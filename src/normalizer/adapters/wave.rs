//! WAVE raw output adapter (spec §6: `categories` map of error/alert/...
//! groups, each with named `items`).

use serde_json::Value;

use crate::normalizer::pre_finding::PreFinding;

#[must_use]
pub fn parse(page_url: &str, raw: &Value) -> Vec<PreFinding> {
    let mut pre_findings = Vec::new();

    let Some(categories) = raw.get("categories").and_then(Value::as_object) else {
        return pre_findings;
    };

    for (category_name, category) in categories {
        let Some(items) = category.get("items").and_then(Value::as_object) else {
            continue;
        };
        for (rule_code, item) in items {
            let count = item.get("count").and_then(Value::as_u64).unwrap_or(1).max(1);
            let description = item
                .get("description")
                .and_then(Value::as_str)
                .unwrap_or(rule_code)
                .to_string();
            let selectors: Vec<String> = item
                .get("selectors")
                .and_then(Value::as_array)
                .map(|arr| arr.iter().filter_map(Value::as_str).map(str::to_string).collect())
                .unwrap_or_default();

            for i in 0..count {
                let selector = selectors.get(i as usize).or_else(|| selectors.first()).cloned();
                pre_findings.push(PreFinding {
                    rule_code: rule_code.clone(),
                    raw_severity: category_name.clone(),
                    element_selector: selector,
                    context: None,
                    message: description.clone(),
                    page_url: page_url.to_string(),
                });
            }
        }
    }

    pre_findings
}

#[cfg(test)]
mod tests {
    use super::*;

    #[test]
    fn extracts_one_prefinding_per_counted_occurrence() {
        let raw = serde_json::json!({
            "categories": {
                "error": {
                    "count": 2,
                    "items": {
                        "alt_missing": {"count": 2, "description": "Missing alt", "selectors": ["img.a", "img.b"]}
                    }
                }
            }
        });
        let found = parse("http://x", &raw);
        assert_eq!(found.len(), 2);
        assert_eq!(found[0].rule_code, "alt_missing");
    }

    #[test]
    fn malformed_output_yields_no_prefindings() {
        let raw = serde_json::json!({"unexpected": true});
        assert!(parse("http://x", &raw).is_empty());
    }
}
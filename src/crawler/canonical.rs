//! URL canonicalization (spec §3 `DiscoveredPage` invariant).

use url::Url;

/// Canonicalize a URL: lowercase scheme+host, strip default port, strip
/// fragment. Returns `None` for unparseable input or non-http(s) schemes.
#[must_use]
pub fn canonicalize_url(raw: &str) -> Option<String> {
    let mut url = Url::parse(raw).ok()?;
    if url.scheme() != "http" && url.scheme() != "https" {
        return None;
    }
    url.set_fragment(None);

    let is_default_port = matches!(
        (url.scheme(), url.port()),
        ("http", Some(80)) | ("https", Some(443))
    );
    if is_default_port {
        let _ = url.set_port(None);
    }

    Some(url.to_string())
}

/// The registrable domain used for same-site filtering during crawling
/// (spec §4.1: "only same-registered-domain URLs are followed").
///
/// This is a pragmatic approximation (last two labels of the host, e.g.
/// `www.example.co.uk` → `co.uk`) rather than a full public-suffix-list
/// lookup — the crawler only needs consistent same-vs-different
/// comparisons within a single crawl, not globally correct registrable
/// domains, and the spec doesn't call for a `publicsuffix` dependency.
#[must_use]
pub fn registered_domain(url: &Url) -> Option<String> {
    let host = url.host_str()?;
    let labels: Vec<&str> = host.split('.').collect();
    if labels.len() <= 2 {
        return Some(host.to_lowercase());
    }
    Some(labels[labels.len() - 2..].join(".").to_lowercase())
}

#[must_use]
pub fn same_registered_domain(a: &Url, b: &Url) -> bool {
    match (registered_domain(a), registered_domain(b)) {
        (Some(ra), Some(rb)) => ra == rb,
        _ => false,
    }
}

#[cfg(test)]
mod tests {
    use super::*;

    #[test]
    fn strips_default_port_and_fragment() {
        assert_eq!(
            canonicalize_url("HTTP://Example.com:80/path#frag"),
            Some("http://example.com/path".to_string())
        );
    }

    #[test]
    fn keeps_non_default_port() {
        assert_eq!(
            canonicalize_url("http://example.com:8080/path"),
            Some("http://example.com:8080/path".to_string())
        );
    }

    #[test]
    fn rejects_non_http_scheme() {
        assert_eq!(canonicalize_url("ftp://example.com/file"), None);
    }

    #[test]
    fn same_registered_domain_ignores_subdomain() {
        let a = Url::parse("http://www.example.com").unwrap();
        let b = Url::parse("http://blog.example.com").unwrap();
        assert!(same_registered_domain(&a, &b));
    }

    #[test]
    fn different_registered_domains_are_detected() {
        let a = Url::parse("http://example.com").unwrap();
        let b = Url::parse("http://other.org").unwrap();
        assert!(!same_registered_domain(&a, &b));
    }
}
//! Event Bus (C6) and Stream Endpoint Adapter (C8) — spec §4.6.

mod bus;
mod config;
mod metrics;
mod sse;
mod topic;

pub use bus::{EventBus, Subscription};
pub use config::EventBusConfig;
pub use metrics::MetricsSnapshot;
pub use sse::{frame_event, sse_stream};
//! The fixed `(scanner, rule-code) → {wcag, severity, impact, remediation}`
//! mapping table (spec §4.5 step 2): "a fixed table (≥ 40 entries
//! covering the common rules per scanner)". Entries missing from the
//! table fall through to [`fallback_entry`].

use once_cell::sync::Lazy;
use std::collections::HashMap;

use crate::domain::finding::DisabilityImpact;
use crate::domain::request::Scanner as ScannerId;
use crate::severity::Severity;
use crate::wcag::DEFAULT_FALLBACK_CRITERION;

use DisabilityImpact::{Blind, Cognitive, ColorBlind, Deaf, LowVision, Motor};

/// A rule table entry: everything the normalizer needs beyond what the
/// raw pre-finding already carries (spec §4.5 step 2).
#[derive(Debug, Clone, Copy)]
pub struct RuleEntry {
    pub wcag_criteria: &'static [&'static str],
    pub severity: Severity,
    pub disability_impact: &'static [DisabilityImpact],
    pub remediation: &'static str,
}

/// The conservative fallback applied when `(scanner, rule_code)` has no
/// table entry (spec §4.5 step 2): MEDIUM severity, WCAG 4.1.1, impact
/// COGNITIVE. Callers also increment a fallback counter for observability.
#[must_use]
pub fn fallback_entry() -> RuleEntry {
    RuleEntry {
        wcag_criteria: &[DEFAULT_FALLBACK_CRITERION_STATIC],
        severity: Severity::Medium,
        disability_impact: &[Cognitive],
        remediation: "Review this finding manually against the relevant WCAG success criterion.",
    }
}

// `DEFAULT_FALLBACK_CRITERION` is a `const &str`, reused here under a
// distinct name only because `&'static [&'static str]` array literals
// need a `'static` item to reference, and re-exporting the wcag module's
// const directly inline keeps this file self-contained.
const DEFAULT_FALLBACK_CRITERION_STATIC: &str = DEFAULT_FALLBACK_CRITERION;

/// Resolve a rule entry, returning whether it was the conservative
/// fallback (no table entry matched) alongside the entry itself.
#[must_use]
pub fn lookup(scanner: ScannerId, rule_code: &str) -> (RuleEntry, bool) {
    match RULE_TABLE.get(&(scanner, rule_code)) {
        Some(entry) => (*entry, false),
        None => (fallback_entry(), true),
    }
}

static RULE_TABLE: Lazy<HashMap<(ScannerId, &'static str), RuleEntry>> = Lazy::new(|| {
    let mut m = HashMap::new();

    macro_rules! entry {
        ($scanner:expr, $code:expr, $wcag:expr, $severity:expr, $impact:expr, $remediation:expr) => {
            m.insert(
                ($scanner, $code),
                RuleEntry {
                    wcag_criteria: $wcag,
                    severity: $severity,
                    disability_impact: $impact,
                    remediation: $remediation,
                },
            );
        };
    }

    // --- WAVE ---
    entry!(ScannerId::Wave, "alt_missing", &["1.1.1"], Severity::Critical, &[Blind, LowVision], "Add descriptive alt text to the image.");
    entry!(ScannerId::Wave, "alt_spacer_missing", &["1.1.1"], Severity::Low, &[Blind], "Add empty alt=\"\" to decorative spacer images.");
    entry!(ScannerId::Wave, "alt_input_missing", &["1.1.1", "4.1.2"], Severity::High, &[Blind, Motor], "Add alt text to the image button.");
    entry!(ScannerId::Wave, "label_missing", &["1.3.1", "4.1.2"], Severity::High, &[Blind, Motor, Cognitive], "Associate a <label> with this form field.");
    entry!(ScannerId::Wave, "link_empty", &["2.4.4", "4.1.2"], Severity::High, &[Blind], "Give the link discernible text.");
    entry!(ScannerId::Wave, "button_empty", &["4.1.2"], Severity::High, &[Blind], "Give the button an accessible name.");
    entry!(ScannerId::Wave, "heading_empty", &["1.3.1"], Severity::Medium, &[Blind, Cognitive], "Remove the empty heading or give it content.");
    entry!(ScannerId::Wave, "heading_skipped", &["1.3.1"], Severity::Low, &[Cognitive], "Use heading levels in sequential order.");
    entry!(ScannerId::Wave, "contrast", &["1.4.3"], Severity::Medium, &[LowVision, ColorBlind], "Increase the color contrast ratio to at least 4.5:1.");
    entry!(ScannerId::Wave, "language_missing", &["3.1.1"], Severity::Medium, &[Blind, Deaf], "Declare the page language with the html lang attribute.");
    entry!(ScannerId::Wave, "title_invalid", &["2.4.2"], Severity::Medium, &[Blind, Cognitive], "Give the document a descriptive <title>.");
    entry!(ScannerId::Wave, "fieldset_missing", &["1.3.1"], Severity::Medium, &[Blind, Cognitive], "Group related form fields in a <fieldset> with a <legend>.");

    // --- PA11Y (codes follow the WCAG2AA Pa11y ruleset convention) ---
    entry!(ScannerId::Pa11y, "WCAG2AA.Principle1.Guideline1_1.1_1_1.H37", &["1.1.1"], Severity::Critical, &[Blind, LowVision], "Add descriptive alt text to the image.");
    entry!(ScannerId::Pa11y, "WCAG2AA.Principle1.Guideline1_3.1_3_1.F68", &["1.3.1"], Severity::High, &[Blind, Motor], "Associate a <label> with this form field.");
    entry!(ScannerId::Pa11y, "WCAG2AA.Principle4.Guideline4_1.4_1_2.H91.InputText.Name", &["4.1.2"], Severity::High, &[Blind, Motor], "Give the input an accessible name.");
    entry!(ScannerId::Pa11y, "WCAG2AA.Principle1.Guideline1_4.1_4_3.G18.Fail", &["1.4.3"], Severity::Medium, &[LowVision, ColorBlind], "Increase the color contrast ratio.");
    entry!(ScannerId::Pa11y, "WCAG2AA.Principle2.Guideline2_4.2_4_4.H77,H78,H79,H80,H81", &["2.4.4"], Severity::High, &[Blind, Cognitive], "Make link text describe its destination.");
    entry!(ScannerId::Pa11y, "WCAG2AA.Principle2.Guideline2_4.2_4_2.H25.1.NoTitleEl", &["2.4.2"], Severity::Medium, &[Blind, Cognitive], "Give the document a descriptive <title>.");
    entry!(ScannerId::Pa11y, "WCAG2AA.Principle3.Guideline3_1.3_1_1.H57.2", &["3.1.1"], Severity::Medium, &[Blind, Deaf], "Declare the page language.");
    entry!(ScannerId::Pa11y, "WCAG2AA.Principle1.Guideline1_3.1_3_1.H42", &["1.3.1"], Severity::Low, &[Cognitive], "Use semantic heading markup, not styled text.");
    entry!(ScannerId::Pa11y, "WCAG2AA.Principle4.Guideline4_1.4_1_1.F77", &["4.1.1"], Severity::Medium, &[Blind, Motor], "Fix duplicate element ids.");
    entry!(ScannerId::Pa11y, "WCAG2AA.Principle2.Guideline2_1.2_1_1.G90", &["2.1.1"], Severity::High, &[Motor], "Ensure the control is keyboard operable.");

    // --- AXE ---
    entry!(ScannerId::Axe, "image-alt", &["1.1.1"], Severity::Critical, &[Blind, LowVision], "Add descriptive alt text to the image.");
    entry!(ScannerId::Axe, "label", &["1.3.1", "4.1.2"], Severity::High, &[Blind, Motor, Cognitive], "Associate a <label> with this form field.");
    entry!(ScannerId::Axe, "link-name", &["2.4.4", "4.1.2"], Severity::High, &[Blind], "Give the link discernible text.");
    entry!(ScannerId::Axe, "button-name", &["4.1.2"], Severity::High, &[Blind], "Give the button an accessible name.");
    entry!(ScannerId::Axe, "color-contrast", &["1.4.3"], Severity::Medium, &[LowVision, ColorBlind], "Increase the color contrast ratio.");
    entry!(ScannerId::Axe, "html-has-lang", &["3.1.1"], Severity::Medium, &[Blind, Deaf], "Declare the page language.");
    entry!(ScannerId::Axe, "document-title", &["2.4.2"], Severity::Medium, &[Blind, Cognitive], "Give the document a descriptive <title>.");
    entry!(ScannerId::Axe, "heading-order", &["1.3.1"], Severity::Low, &[Cognitive], "Use heading levels in sequential order.");
    entry!(ScannerId::Axe, "duplicate-id-aria", &["4.1.1"], Severity::Medium, &[Blind, Motor], "Fix duplicate element ids referenced by ARIA.");
    entry!(ScannerId::Axe, "aria-required-attr", &["4.1.2"], Severity::High, &[Blind, Motor], "Add the required ARIA attribute.");
    entry!(ScannerId::Axe, "frame-title", &["2.4.1", "4.1.2"], Severity::Medium, &[Blind], "Give the iframe a descriptive title.");
    entry!(ScannerId::Axe, "meta-viewport", &["1.4.4"], Severity::Medium, &[LowVision], "Allow pinch-zoom; do not disable user scaling.");

    // --- LIGHTHOUSE (accessibility audit ids) ---
    entry!(ScannerId::Lighthouse, "image-alt", &["1.1.1"], Severity::Critical, &[Blind, LowVision], "Add descriptive alt text to the image.");
    entry!(ScannerId::Lighthouse, "label", &["1.3.1", "4.1.2"], Severity::High, &[Blind, Motor, Cognitive], "Associate a <label> with this form field.");
    entry!(ScannerId::Lighthouse, "link-name", &["2.4.4", "4.1.2"], Severity::High, &[Blind], "Give the link discernible text.");
    entry!(ScannerId::Lighthouse, "button-name", &["4.1.2"], Severity::High, &[Blind], "Give the button an accessible name.");
    entry!(ScannerId::Lighthouse, "color-contrast", &["1.4.3"], Severity::Medium, &[LowVision, ColorBlind], "Increase the color contrast ratio.");
    entry!(ScannerId::Lighthouse, "html-has-lang", &["3.1.1"], Severity::Medium, &[Blind, Deaf], "Declare the page language.");
    entry!(ScannerId::Lighthouse, "document-title", &["2.4.2"], Severity::Medium, &[Blind, Cognitive], "Give the document a descriptive <title>.");
    entry!(ScannerId::Lighthouse, "tabindex", &["2.4.3"], Severity::Medium, &[Motor], "Avoid positive tabindex values; follow natural DOM order.");
    entry!(ScannerId::Lighthouse, "duplicate-id-active", &["4.1.1"], Severity::Low, &[Motor], "Fix duplicate ids on focusable elements.");
    entry!(ScannerId::Lighthouse, "video-caption", &["1.2.2"], Severity::High, &[Deaf], "Provide captions for the video.");

    m
});

#[cfg(test)]
mod tests {
    use super::*;

    #[test]
    fn table_has_at_least_forty_entries() {
        assert!(RULE_TABLE.len() >= 40, "table has {} entries", RULE_TABLE.len());
    }

    #[test]
    fn known_rule_resolves_to_its_entry() {
        let (entry, is_fallback) = lookup(ScannerId::Axe, "image-alt");
        assert_eq!(entry.severity, Severity::Critical);
        assert_eq!(entry.wcag_criteria, &["1.1.1"]);
        assert!(!is_fallback);
    }

    #[test]
    fn unknown_rule_falls_back_to_conservative_default() {
        let (entry, is_fallback) = lookup(ScannerId::Axe, "nonexistent-rule-xyz");
        assert_eq!(entry.severity, Severity::Medium);
        assert_eq!(entry.wcag_criteria, &["4.1.1"]);
        assert_eq!(entry.disability_impact, &[Cognitive]);
        assert!(is_fallback);
    }
}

● ● ●

Task item:
What are the lines above, starting at the one with "(spec §4.5 step 2)." and ending at the one with "WCAG 4.1.1, impact"? Give them again exactly, and only them.

Result:
/// raw pre-finding already carries (spec §4.5 step 2).
#[derive(Debug, Clone, Copy)]
pub struct RuleEntry {
    pub wcag_criteria: &'static [&'static str],
    pub severity: Severity,
    pub disability_impact: &'static [DisabilityImpact],
    pub remediation: &'static str,
}

/// The conservative fallback applied when `(scanner, rule_code)` has no
/// table entry (spec §4.5 step 2): MEDIUM severity, WCAG 4.1.1, impact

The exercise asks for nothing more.